### WORK INSTRUCTIONS
Every line from the one containing "let updated = vector.set(60, 100);" to the one containing "let vector: Vector<i32> = (0..40).collect();" in the records below, both included, must be set down exactly, and no other line.

Stored data
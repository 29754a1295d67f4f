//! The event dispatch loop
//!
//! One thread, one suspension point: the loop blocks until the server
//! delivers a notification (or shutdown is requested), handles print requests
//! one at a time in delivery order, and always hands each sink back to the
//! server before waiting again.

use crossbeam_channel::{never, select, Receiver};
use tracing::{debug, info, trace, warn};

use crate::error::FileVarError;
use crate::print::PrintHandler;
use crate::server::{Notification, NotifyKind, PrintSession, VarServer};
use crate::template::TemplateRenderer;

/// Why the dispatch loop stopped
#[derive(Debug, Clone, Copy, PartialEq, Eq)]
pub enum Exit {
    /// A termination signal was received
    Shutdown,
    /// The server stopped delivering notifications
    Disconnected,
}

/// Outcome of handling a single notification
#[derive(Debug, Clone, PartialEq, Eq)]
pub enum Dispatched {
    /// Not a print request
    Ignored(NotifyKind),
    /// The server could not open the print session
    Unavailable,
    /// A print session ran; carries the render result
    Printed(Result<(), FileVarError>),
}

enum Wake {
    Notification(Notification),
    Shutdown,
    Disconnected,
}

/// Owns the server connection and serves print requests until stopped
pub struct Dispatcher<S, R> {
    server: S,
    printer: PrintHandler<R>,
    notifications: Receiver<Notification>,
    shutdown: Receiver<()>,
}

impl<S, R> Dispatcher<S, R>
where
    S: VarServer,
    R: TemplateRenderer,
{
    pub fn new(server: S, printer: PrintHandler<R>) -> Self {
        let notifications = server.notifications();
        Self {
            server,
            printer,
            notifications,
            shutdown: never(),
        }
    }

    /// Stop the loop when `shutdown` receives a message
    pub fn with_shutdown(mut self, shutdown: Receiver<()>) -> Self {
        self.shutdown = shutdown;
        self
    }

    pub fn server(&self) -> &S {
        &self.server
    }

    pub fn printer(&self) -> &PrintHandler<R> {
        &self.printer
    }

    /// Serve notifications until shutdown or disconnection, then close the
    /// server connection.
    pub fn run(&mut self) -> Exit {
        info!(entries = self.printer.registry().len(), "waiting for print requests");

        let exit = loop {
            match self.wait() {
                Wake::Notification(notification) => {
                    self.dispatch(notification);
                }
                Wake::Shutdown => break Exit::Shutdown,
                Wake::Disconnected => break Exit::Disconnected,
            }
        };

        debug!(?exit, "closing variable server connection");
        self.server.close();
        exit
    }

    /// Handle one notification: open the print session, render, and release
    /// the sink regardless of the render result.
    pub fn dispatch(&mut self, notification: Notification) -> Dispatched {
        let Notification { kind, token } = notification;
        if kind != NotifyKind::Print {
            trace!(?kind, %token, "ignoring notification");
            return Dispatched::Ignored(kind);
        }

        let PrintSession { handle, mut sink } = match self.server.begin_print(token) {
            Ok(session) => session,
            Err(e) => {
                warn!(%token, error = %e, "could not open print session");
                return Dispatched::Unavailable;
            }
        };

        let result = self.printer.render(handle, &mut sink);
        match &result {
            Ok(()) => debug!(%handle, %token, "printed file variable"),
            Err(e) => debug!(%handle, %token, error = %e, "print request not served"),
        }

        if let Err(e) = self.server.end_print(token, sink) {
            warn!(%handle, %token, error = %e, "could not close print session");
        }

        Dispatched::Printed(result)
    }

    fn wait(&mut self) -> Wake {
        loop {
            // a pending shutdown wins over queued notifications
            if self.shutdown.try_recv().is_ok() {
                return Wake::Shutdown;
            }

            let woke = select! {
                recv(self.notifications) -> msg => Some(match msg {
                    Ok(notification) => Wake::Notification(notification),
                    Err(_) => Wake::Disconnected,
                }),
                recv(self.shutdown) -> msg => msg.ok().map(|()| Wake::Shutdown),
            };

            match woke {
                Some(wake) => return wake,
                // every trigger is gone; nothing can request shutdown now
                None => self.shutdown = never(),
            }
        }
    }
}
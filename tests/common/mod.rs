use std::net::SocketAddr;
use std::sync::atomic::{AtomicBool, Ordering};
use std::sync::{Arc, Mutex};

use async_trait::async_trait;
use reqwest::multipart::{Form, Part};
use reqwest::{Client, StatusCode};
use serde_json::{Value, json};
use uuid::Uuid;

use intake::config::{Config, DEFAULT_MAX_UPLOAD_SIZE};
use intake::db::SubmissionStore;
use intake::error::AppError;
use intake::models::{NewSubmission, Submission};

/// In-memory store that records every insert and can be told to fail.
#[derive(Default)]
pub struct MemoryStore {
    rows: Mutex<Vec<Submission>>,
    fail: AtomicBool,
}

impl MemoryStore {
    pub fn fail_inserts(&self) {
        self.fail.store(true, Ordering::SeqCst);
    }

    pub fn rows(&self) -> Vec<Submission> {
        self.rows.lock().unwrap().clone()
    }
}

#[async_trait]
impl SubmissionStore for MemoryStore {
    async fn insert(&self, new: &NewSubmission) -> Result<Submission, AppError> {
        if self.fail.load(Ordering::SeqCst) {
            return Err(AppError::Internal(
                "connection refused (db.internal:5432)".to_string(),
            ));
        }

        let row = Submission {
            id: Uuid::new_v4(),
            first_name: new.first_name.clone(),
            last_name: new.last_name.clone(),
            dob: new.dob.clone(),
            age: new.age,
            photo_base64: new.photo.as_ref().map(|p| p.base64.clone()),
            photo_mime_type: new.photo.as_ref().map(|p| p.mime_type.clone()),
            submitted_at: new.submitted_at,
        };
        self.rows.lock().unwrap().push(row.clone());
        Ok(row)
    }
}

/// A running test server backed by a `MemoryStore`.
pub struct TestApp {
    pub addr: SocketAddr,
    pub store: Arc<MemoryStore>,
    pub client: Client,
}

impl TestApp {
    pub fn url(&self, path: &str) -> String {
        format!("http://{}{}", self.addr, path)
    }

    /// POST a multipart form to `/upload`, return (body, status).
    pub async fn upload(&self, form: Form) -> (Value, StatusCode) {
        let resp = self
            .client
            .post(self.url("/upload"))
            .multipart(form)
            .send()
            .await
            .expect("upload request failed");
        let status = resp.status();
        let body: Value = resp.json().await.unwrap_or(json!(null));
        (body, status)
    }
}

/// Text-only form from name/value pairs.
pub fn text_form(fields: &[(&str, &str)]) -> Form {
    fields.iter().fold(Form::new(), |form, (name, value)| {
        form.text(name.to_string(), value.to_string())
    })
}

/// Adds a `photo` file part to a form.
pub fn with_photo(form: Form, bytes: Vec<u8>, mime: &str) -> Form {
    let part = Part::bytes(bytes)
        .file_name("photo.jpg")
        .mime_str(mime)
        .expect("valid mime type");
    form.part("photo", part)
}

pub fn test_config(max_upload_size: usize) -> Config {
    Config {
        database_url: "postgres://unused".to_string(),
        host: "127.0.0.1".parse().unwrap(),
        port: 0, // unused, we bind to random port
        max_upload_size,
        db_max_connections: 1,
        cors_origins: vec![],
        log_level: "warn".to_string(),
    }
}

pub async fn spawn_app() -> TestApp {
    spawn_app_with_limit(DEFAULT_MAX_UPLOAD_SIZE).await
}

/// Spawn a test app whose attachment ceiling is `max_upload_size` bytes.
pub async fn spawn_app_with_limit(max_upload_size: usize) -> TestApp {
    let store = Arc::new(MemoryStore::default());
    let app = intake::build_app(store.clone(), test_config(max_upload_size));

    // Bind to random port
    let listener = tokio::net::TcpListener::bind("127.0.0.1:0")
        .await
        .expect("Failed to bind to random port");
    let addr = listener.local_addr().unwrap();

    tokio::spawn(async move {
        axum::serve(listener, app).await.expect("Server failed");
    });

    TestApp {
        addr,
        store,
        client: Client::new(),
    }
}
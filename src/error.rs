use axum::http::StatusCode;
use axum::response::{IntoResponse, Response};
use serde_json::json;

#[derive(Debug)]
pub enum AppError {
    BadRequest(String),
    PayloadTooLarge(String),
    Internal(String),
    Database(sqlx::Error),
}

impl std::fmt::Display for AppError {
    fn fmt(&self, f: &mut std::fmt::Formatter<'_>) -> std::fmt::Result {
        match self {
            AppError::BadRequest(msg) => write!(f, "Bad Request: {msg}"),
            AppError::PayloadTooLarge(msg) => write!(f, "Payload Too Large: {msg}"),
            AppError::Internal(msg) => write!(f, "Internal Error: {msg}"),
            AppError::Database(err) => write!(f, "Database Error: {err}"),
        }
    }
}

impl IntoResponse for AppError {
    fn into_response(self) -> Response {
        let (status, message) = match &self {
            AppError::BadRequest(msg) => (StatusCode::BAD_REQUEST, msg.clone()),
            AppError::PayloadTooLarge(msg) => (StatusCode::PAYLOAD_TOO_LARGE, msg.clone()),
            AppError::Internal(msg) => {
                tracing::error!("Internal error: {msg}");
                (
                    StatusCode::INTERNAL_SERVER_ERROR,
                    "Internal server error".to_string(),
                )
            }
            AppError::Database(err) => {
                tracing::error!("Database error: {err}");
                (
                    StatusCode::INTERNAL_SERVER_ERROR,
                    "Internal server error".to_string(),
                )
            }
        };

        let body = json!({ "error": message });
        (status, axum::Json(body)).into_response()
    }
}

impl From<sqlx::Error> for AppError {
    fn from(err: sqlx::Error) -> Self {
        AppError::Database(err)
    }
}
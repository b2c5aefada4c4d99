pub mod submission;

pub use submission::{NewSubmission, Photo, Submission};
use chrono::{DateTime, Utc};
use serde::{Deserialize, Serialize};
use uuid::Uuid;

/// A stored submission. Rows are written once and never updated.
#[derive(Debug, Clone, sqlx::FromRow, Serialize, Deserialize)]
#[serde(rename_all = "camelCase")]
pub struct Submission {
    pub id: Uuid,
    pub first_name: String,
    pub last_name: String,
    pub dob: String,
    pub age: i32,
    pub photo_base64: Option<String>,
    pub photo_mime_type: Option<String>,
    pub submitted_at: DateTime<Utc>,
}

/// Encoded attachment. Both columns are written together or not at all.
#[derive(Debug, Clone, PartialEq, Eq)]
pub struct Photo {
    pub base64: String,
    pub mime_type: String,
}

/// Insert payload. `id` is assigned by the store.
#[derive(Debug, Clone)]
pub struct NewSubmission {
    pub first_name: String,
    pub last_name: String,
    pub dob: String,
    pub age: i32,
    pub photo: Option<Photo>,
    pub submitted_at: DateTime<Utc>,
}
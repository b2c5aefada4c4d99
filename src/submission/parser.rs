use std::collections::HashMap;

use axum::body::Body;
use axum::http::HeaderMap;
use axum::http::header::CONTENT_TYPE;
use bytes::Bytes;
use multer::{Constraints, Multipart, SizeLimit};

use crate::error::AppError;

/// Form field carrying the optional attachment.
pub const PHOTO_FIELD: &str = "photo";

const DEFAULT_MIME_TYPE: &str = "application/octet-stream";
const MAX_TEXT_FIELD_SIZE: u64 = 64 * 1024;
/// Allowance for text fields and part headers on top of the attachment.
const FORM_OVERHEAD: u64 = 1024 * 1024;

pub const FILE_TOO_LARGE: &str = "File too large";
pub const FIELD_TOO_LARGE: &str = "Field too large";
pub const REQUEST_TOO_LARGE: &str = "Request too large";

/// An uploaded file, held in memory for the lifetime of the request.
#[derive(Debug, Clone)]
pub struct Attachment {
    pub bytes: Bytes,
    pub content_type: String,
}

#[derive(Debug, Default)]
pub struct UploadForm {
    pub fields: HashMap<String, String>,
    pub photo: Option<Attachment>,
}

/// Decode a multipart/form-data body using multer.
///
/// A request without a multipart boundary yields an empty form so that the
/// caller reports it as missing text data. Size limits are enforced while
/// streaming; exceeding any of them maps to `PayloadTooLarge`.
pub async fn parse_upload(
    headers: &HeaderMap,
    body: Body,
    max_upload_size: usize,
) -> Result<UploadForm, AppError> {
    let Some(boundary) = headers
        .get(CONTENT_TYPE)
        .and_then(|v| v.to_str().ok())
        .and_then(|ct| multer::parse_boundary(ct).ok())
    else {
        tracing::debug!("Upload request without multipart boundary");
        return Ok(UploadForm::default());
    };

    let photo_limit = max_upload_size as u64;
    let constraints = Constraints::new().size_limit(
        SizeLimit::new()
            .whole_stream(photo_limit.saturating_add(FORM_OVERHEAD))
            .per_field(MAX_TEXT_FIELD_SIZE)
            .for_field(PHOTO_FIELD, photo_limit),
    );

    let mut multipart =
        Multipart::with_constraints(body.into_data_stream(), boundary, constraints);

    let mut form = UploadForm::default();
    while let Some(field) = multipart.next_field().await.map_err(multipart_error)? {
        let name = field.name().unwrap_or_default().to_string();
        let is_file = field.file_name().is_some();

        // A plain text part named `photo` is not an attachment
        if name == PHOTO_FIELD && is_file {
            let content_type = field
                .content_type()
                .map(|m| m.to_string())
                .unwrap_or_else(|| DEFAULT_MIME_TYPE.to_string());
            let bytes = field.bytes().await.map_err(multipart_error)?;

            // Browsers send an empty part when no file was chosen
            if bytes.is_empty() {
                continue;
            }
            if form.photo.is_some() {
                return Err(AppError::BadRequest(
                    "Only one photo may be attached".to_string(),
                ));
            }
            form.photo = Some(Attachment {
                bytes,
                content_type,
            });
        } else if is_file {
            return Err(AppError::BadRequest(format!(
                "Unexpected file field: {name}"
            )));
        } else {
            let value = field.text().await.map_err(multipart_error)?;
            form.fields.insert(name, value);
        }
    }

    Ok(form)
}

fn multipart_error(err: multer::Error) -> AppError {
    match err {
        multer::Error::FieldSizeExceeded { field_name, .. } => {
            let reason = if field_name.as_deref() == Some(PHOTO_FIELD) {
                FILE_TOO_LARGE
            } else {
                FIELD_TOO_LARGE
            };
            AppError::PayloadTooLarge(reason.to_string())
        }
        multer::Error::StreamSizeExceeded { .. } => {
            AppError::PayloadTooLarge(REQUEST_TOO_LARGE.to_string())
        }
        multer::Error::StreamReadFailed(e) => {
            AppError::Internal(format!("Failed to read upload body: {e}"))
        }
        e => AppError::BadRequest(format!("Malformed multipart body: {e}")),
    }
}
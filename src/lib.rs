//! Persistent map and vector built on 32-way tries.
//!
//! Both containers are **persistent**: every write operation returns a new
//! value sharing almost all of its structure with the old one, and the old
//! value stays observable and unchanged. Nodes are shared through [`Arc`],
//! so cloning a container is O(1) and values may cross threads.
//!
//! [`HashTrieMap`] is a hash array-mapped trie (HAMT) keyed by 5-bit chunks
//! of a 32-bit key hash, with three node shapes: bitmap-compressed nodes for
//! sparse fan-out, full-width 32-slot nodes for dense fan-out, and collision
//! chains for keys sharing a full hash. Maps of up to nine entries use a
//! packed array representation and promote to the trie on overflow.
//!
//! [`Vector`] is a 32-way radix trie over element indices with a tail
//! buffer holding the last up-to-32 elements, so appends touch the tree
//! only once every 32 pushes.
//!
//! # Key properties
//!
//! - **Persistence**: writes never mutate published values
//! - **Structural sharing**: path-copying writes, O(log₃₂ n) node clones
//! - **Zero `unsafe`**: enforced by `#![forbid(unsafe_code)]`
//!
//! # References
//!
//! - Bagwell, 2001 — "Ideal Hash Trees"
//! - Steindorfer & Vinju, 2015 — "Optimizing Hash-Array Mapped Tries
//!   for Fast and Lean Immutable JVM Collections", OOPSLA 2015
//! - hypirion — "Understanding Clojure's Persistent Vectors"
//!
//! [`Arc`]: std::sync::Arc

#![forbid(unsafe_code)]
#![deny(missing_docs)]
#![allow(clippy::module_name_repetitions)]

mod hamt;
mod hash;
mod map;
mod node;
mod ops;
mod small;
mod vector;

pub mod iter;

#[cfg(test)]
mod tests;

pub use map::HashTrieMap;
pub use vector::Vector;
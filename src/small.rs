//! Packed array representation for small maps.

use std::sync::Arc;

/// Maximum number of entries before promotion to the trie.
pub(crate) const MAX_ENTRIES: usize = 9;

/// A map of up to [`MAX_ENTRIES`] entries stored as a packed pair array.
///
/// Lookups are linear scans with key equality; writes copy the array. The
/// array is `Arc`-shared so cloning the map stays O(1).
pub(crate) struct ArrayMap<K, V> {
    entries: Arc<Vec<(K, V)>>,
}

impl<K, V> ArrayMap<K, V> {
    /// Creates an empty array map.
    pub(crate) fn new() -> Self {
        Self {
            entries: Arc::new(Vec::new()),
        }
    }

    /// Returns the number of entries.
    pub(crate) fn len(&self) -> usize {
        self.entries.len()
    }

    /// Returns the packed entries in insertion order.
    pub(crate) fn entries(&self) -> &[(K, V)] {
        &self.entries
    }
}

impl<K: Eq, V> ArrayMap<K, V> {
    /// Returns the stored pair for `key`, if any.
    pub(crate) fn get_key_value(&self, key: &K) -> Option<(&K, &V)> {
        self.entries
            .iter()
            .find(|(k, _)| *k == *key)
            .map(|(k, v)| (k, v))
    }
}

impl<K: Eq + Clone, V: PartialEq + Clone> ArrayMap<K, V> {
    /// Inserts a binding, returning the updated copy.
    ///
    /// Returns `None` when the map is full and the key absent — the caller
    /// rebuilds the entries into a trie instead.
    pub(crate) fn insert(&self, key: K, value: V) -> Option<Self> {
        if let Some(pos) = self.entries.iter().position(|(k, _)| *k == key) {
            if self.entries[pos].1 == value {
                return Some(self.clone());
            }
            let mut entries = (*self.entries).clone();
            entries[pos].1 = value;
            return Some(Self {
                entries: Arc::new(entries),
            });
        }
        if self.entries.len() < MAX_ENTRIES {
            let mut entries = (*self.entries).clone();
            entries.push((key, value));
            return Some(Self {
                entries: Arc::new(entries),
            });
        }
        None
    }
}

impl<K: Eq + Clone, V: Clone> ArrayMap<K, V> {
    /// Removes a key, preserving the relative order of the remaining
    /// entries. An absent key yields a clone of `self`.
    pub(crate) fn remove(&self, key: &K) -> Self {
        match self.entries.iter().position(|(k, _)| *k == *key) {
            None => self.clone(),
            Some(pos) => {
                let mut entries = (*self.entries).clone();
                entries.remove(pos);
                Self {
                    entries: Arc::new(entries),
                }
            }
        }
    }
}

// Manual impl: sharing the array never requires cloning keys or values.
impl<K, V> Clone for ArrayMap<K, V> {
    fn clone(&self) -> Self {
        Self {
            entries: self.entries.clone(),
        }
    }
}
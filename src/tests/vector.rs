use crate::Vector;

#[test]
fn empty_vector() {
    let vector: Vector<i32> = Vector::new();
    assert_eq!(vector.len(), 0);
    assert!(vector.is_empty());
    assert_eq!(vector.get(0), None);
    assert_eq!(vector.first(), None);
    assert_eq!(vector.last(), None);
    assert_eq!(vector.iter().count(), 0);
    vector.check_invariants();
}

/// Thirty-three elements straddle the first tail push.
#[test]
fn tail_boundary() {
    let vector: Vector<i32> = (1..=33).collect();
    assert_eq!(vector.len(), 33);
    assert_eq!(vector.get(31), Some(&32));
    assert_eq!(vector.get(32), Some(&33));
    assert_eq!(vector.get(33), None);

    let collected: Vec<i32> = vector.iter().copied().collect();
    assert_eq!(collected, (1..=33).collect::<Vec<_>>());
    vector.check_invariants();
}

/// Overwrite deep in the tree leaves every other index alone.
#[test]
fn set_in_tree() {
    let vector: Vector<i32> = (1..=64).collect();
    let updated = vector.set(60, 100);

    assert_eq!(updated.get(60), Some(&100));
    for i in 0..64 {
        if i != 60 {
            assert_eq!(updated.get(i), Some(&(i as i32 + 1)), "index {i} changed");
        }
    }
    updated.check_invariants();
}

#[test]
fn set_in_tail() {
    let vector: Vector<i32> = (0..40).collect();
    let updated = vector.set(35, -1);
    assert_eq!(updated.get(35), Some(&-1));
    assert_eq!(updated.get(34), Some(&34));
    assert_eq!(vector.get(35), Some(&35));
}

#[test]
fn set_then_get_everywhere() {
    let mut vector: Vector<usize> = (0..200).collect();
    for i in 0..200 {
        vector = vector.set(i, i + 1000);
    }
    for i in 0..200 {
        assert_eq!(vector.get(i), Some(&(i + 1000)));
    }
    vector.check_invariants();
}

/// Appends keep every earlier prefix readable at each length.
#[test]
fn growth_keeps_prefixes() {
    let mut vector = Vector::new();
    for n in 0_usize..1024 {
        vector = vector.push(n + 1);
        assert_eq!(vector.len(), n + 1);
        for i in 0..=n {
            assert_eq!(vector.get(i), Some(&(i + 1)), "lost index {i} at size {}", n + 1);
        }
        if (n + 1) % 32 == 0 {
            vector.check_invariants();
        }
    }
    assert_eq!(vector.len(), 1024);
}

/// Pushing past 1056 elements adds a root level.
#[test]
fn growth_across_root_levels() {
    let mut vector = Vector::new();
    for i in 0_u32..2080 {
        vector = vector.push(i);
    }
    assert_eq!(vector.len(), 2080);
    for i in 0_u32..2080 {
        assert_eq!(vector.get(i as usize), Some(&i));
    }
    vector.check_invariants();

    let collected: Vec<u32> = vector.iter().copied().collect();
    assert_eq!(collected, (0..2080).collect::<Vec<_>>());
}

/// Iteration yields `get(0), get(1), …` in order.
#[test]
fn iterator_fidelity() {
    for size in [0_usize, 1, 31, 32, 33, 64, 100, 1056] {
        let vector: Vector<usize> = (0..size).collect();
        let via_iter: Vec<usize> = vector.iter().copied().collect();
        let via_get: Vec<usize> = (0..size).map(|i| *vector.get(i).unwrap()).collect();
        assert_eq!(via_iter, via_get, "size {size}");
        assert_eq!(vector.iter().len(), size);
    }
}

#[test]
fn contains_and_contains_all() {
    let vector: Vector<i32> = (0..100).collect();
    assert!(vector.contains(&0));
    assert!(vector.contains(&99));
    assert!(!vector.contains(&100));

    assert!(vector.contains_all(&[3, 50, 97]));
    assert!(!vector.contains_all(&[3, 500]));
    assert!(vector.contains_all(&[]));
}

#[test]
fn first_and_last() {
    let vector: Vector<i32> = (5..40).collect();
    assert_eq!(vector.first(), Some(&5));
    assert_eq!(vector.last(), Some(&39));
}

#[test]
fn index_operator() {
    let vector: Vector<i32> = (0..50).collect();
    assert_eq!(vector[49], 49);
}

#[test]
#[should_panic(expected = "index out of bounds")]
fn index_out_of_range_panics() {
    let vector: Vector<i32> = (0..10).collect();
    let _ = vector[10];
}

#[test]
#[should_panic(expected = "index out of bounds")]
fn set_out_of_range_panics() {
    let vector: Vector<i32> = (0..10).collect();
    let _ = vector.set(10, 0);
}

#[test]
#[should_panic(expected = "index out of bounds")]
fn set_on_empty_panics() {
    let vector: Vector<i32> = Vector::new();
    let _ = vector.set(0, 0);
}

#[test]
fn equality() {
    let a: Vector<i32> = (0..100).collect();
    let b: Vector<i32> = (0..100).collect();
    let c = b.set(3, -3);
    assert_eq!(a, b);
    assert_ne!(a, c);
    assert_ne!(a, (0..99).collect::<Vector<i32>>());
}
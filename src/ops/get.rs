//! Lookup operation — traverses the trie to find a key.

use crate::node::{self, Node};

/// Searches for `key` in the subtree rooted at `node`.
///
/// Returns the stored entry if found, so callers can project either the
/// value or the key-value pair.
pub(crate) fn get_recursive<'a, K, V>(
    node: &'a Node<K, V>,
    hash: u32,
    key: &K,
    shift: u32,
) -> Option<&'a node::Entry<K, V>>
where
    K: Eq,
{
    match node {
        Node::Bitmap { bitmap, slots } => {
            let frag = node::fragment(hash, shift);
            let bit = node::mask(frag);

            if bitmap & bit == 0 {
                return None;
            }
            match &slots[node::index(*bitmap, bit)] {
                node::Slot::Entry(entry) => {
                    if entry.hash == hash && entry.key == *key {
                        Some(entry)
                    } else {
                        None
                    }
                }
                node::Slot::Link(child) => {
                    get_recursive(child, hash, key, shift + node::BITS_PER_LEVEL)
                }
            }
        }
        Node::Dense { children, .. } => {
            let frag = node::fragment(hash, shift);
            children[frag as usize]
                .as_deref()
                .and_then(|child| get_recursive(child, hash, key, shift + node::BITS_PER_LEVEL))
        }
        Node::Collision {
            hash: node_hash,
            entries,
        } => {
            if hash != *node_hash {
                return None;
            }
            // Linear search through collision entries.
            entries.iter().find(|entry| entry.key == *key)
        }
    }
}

### THE ANSWER
    let updated = vector.set(60, 100);

    assert_eq!(updated.get(60), Some(&100));
    for i in 0..64 {
        if i != 60 {
            assert_eq!(updated.get(i), Some(&(i as i32 + 1)), "index {i} changed");
        }
    }
    updated.check_invariants();
}

#[test]
fn set_in_tail() {
    let vector: Vector<i32> = (0..40).collect();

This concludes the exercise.